Thread: read full file to string in one go

  1. #1
    Registered User
    Join Date
    Aug 2013
    Posts
    10

    read full file to string in one go

    as a casual c++ user i recently stumbled upon a problem, which i didn't expect to be one at all. something as trivial as reading a file at once turned out to be not so trivial after all in c++.

    in c i'd simply use fread and be done with it. for c++ however there doesn't seem to be such a thing. i had a look around here and searched for "read file" as well as across the net. i found a bunch of approaches and most of them are summarized there -> Insane Coding: How to read in a file in C++.

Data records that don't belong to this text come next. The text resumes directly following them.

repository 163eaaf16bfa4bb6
pub mod json;
pub mod text;
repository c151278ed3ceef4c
use std::error::Error;

use anyhow::{Result, anyhow};

/// Check that `got` has the display string `expected`.
///
/// An empty `expected` means no error is wanted.
pub fn check_err(expected: &str, got: Option<&dyn Error>) -> Result<()> {
    match (expected.is_empty(), got) {
        (true, None) => Ok(()),
        (true, Some(got)) => Err(anyhow!("want no error, got {:?}", got.to_string())),
        (false, None) => Err(anyhow!("want {expected:?}, got no error")),
        (false, Some(got)) => {
            let got = got.to_string();
            if got == expected {
                Ok(())
            } else {
                Err(anyhow!("want {expected:?}, got {got:?}"))
            }
        }
    }
}

/// Two errors are equal when both are present and display the same.
pub fn equals_err(a: Option<&dyn Error>, b: Option<&dyn Error>) -> bool {
    match (a, b) {
        (Some(a), Some(b)) => a.to_string() == b.to_string(),
        _ => false,
    }
}

#[cfg(test)]
mod tests {
    use super::*;
    use std::io;

    #[test]
    fn test_check_err() {
        let err = io::Error::other("something went wrong");
        assert!(check_err("something went wrong", Some(&err)).is_ok());
        assert!(check_err("", None).is_ok());

        let failure = check_err("", Some(&err)).unwrap_err();
        assert_eq!(
            failure.to_string(),
            "want no error, got \"something went wrong\""
        );

        let failure = check_err("other", None).unwrap_err();
        assert_eq!(failure.to_string(), "want \"other\", got no error");

        let failure = check_err("other", Some(&err)).unwrap_err();
        assert_eq!(
            failure.to_string(),
            "want \"other\", got \"something went wrong\""
        );
    }

    #[test]
    fn test_equals_err() {
        let a = io::Error::other("same");
        let b = io::Error::new(io::ErrorKind::NotFound, "same");
        let c = io::Error::other("different");

        assert!(equals_err(Some(&a), Some(&b)));
        assert!(!equals_err(Some(&a), Some(&c)));
        assert!(!equals_err(Some(&a), None));
        assert!(!equals_err(None, None));
    }
}
//! The coded error type.

use std::error::Error;
use std::fmt;

use crate::{Cause, ContextValue, Diagnostic, ErrorCode, ErrorKind, ErrorLevel, Info};

/// Message used when a coded error has an empty one.
pub const DEFAULT_MESSAGE: &str = "something went wrong";

/// A structured error carrying a level, a code, a message and diagnostic
/// info.
///
/// The display format is load-bearing and always a single line:
///
/// ```text
/// [<level>] <code>: <message>
/// ```
///
/// ```rust
/// use errkit::{CodedError, ErrorKind};
///
/// let mut err = CodedError::new(ErrorKind::BadParameter, "missing name");
/// err.add_suggestion(["Provide", "a", "name"]);
/// err.add_context("field", "Name");
///
/// assert_eq!(err.to_string(), "[ERROR] BadParameter: missing name");
/// assert!(err.has("field"));
/// ```
///
/// A "nil" coded error is `Option::<CodedError<C>>::None`; see [`NilSafe`]
/// for the helpers that quietly do nothing on it.
#[derive(Debug, Clone)]
pub struct CodedError<C: ErrorCode> {
    level: ErrorLevel,
    code: C,
    message: String,
    info: Option<Info>,
}

impl<C: ErrorCode> CodedError<C> {
    /// Create an error at [`ErrorLevel::ERROR`] with empty info.
    pub fn new(code: C, message: impl Into<String>) -> Self {
        Self::new_with_severity(ErrorLevel::ERROR, code, message)
    }

    pub fn new_with_severity(level: ErrorLevel, code: C, message: impl Into<String>) -> Self {
        Self {
            level,
            code,
            message: message.into(),
            info: Some(Info::new()),
        }
    }

    /// Build a coded error whose message is another error's display string.
    pub fn from_error(code: C, err: &(dyn Error + 'static)) -> Self {
        Self::new(code, err.to_string())
    }

    /// Re-wrap a diagnostic error under a new code.
    ///
    /// The raw message is reused (so the `[level] code:` prefix is not
    /// repeated) and the info moves to the new error; `inner` is left
    /// without info.
    pub fn wrap<D: Diagnostic + ?Sized>(code: C, inner: &mut D) -> Self {
        let info = inner.take_info().unwrap_or_default();
        Self {
            level: ErrorLevel::ERROR,
            code,
            message: inner.message().to_string(),
            info: Some(info),
        }
    }

    pub fn level(&self) -> ErrorLevel {
        self.level
    }

    pub fn code(&self) -> C {
        self.code
    }

    /// The raw message, not the formatted display string.
    pub fn message(&self) -> &str {
        &self.message
    }

    pub fn change_severity(&mut self, level: ErrorLevel) {
        self.level = level;
    }

    /// Alias of [`change_severity`](Self::change_severity).
    pub fn modify_level(&mut self, level: ErrorLevel) {
        self.level = level;
    }

    /// Copy the error. The info is copied too, so mutating the clone's
    /// context, suggestions or frames does not touch the original.
    pub fn clone_error(&self) -> Self {
        Self {
            level: self.level,
            code: self.code,
            message: self.message.clone(),
            info: self.info.as_ref().map(Info::copy),
        }
    }

    pub fn info(&self) -> Option<&Info> {
        self.info.as_ref()
    }

    pub fn info_mut(&mut self) -> Option<&mut Info> {
        self.info.as_mut()
    }

    /// Drop the info. Every info helper becomes a no-op afterwards.
    pub fn clear_info(&mut self) {
        self.info = None;
    }

    /// Returns `false` if the error has no info.
    pub fn add_context<V: ContextValue>(&mut self, key: impl Into<String>, value: V) -> bool {
        match self.info.as_mut() {
            Some(info) => info.add_context(key, value),
            None => false,
        }
    }

    pub fn add_suggestion<I, S>(&mut self, parts: I)
    where
        I: IntoIterator<Item = S>,
        S: AsRef<str>,
    {
        if let Some(info) = self.info.as_mut() {
            info.add_suggestion(parts);
        }
    }

    pub fn add_frame(&mut self, frame: impl Into<String>) {
        if let Some(info) = self.info.as_mut() {
            info.add_frame(frame);
        }
    }

    pub fn set_inner(&mut self, inner: impl Into<Cause>) {
        if let Some(info) = self.info.as_mut() {
            info.set_inner(inner);
        }
    }

    pub fn get(&self, key: &str) -> Option<&dyn ContextValue> {
        self.info.as_ref().and_then(|info| info.get(key))
    }

    pub fn has(&self, key: &str) -> bool {
        self.info.as_ref().is_some_and(|info| info.has(key))
    }
}

impl<C: ErrorCode> fmt::Display for CodedError<C> {
    fn fmt(&self, f: &mut fmt::Formatter<'_>) -> fmt::Result {
        let message = if self.message.is_empty() {
            DEFAULT_MESSAGE
        } else {
            self.message.as_str()
        };

        write!(f, "[{}] {}: {}", self.level, self.code, message)
    }
}

impl<C: ErrorCode> Error for CodedError<C> {
    fn source(&self) -> Option<&(dyn Error + 'static)> {
        self.info
            .as_ref()
            .and_then(Info::inner)
            .map(Cause::as_error)
    }
}

impl<C: ErrorCode> Diagnostic for CodedError<C> {
    fn message(&self) -> &str {
        &self.message
    }

    fn info(&self) -> Option<&Info> {
        self.info.as_ref()
    }

    fn take_info(&mut self) -> Option<Info> {
        self.info.take()
    }

    fn as_error(&self) -> &(dyn Error + 'static) {
        self
    }
}

impl CodedError<ErrorKind> {
    /// A fresh `NilReceiver` error with the stock message.
    pub fn nil_receiver() -> Self {
        Self::new(
            ErrorKind::NilReceiver,
            ErrorKind::NilReceiver.default_message(),
        )
    }

    /// A fresh `InvalidBase` error with the stock message.
    pub fn invalid_base() -> Self {
        Self::new(
            ErrorKind::InvalidBase,
            ErrorKind::InvalidBase.default_message(),
        )
    }

    pub fn bad_parameter(message: impl Into<String>) -> Self {
        Self::new(ErrorKind::BadParameter, message)
    }

    pub fn operation_failed(message: impl Into<String>) -> Self {
        Self::new(ErrorKind::OperationFailed, message)
    }

    pub fn unexpected_value(message: impl Into<String>) -> Self {
        Self::new(ErrorKind::UnexpectedValue, message)
    }
}

/// Null-object helpers for an optional coded error.
///
/// Every mutator is a no-op on `None`, and [`is_nil`](NilSafe::is_nil) is
/// true only for `None`, whatever the fields of a `Some` value hold.
pub trait NilSafe {
    fn is_nil(&self) -> bool;

    fn change_severity(&mut self, level: ErrorLevel);

    fn modify_level(&mut self, level: ErrorLevel);

    fn add_context<V: ContextValue>(&mut self, key: impl Into<String>, value: V) -> bool;

    fn add_suggestion<I, S>(&mut self, parts: I)
    where
        I: IntoIterator<Item = S>,
        S: AsRef<str>;

    fn add_frame(&mut self, frame: impl Into<String>);

    fn set_inner(&mut self, inner: impl Into<Cause>);

    fn clear_info(&mut self);
}

impl<C: ErrorCode> NilSafe for Option<CodedError<C>> {
    fn is_nil(&self) -> bool {
        self.is_none()
    }

    fn change_severity(&mut self, level: ErrorLevel) {
        if let Some(err) = self {
            err.change_severity(level);
        }
    }

    fn modify_level(&mut self, level: ErrorLevel) {
        if let Some(err) = self {
            err.modify_level(level);
        }
    }

    fn add_context<V: ContextValue>(&mut self, key: impl Into<String>, value: V) -> bool {
        match self {
            Some(err) => err.add_context(key, value),
            None => false,
        }
    }

    fn add_suggestion<I, S>(&mut self, parts: I)
    where
        I: IntoIterator<Item = S>,
        S: AsRef<str>,
    {
        if let Some(err) = self {
            err.add_suggestion(parts);
        }
    }

    fn add_frame(&mut self, frame: impl Into<String>) {
        if let Some(err) = self {
            err.add_frame(frame);
        }
    }

    fn set_inner(&mut self, inner: impl Into<Cause>) {
        if let Some(err) = self {
            err.set_inner(inner);
        }
    }

    fn clear_info(&mut self) {
        if let Some(err) = self {
            err.clear_info();
        }
    }
}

    the interesting ones are:

    Code:
    std::string get_file_contents(const char *filename)
    {
      std::ifstream in(filename, std::ios::in | std::ios::binary);
      if (in)
      {
        std::string contents;
        in.seekg(0, std::ios::end);
        contents.resize(in.tellg());
        in.seekg(0, std::ios::beg);
        in.read(&contents[0], contents.size());
        in.close();
        return(contents);
      }
      throw(errno);
    }
    and

    Code:
    std::string get_file_contents(const char *filename)
    {
      std::ifstream in(filename, std::ios::in | std::ios::binary);
      if (in)
      {
        std::ostringstream contents;
        contents << in.rdbuf();
        in.close();
        return(contents.str());
      }
      throw(errno);
    }
    the first one looked good at first. "in.read(&contents[0], contents.size());" works, but only for the raw content. the counters of the string however are not updated and hence size() for example reports 0 and many member functions such as find() don't work. so that one was off the table.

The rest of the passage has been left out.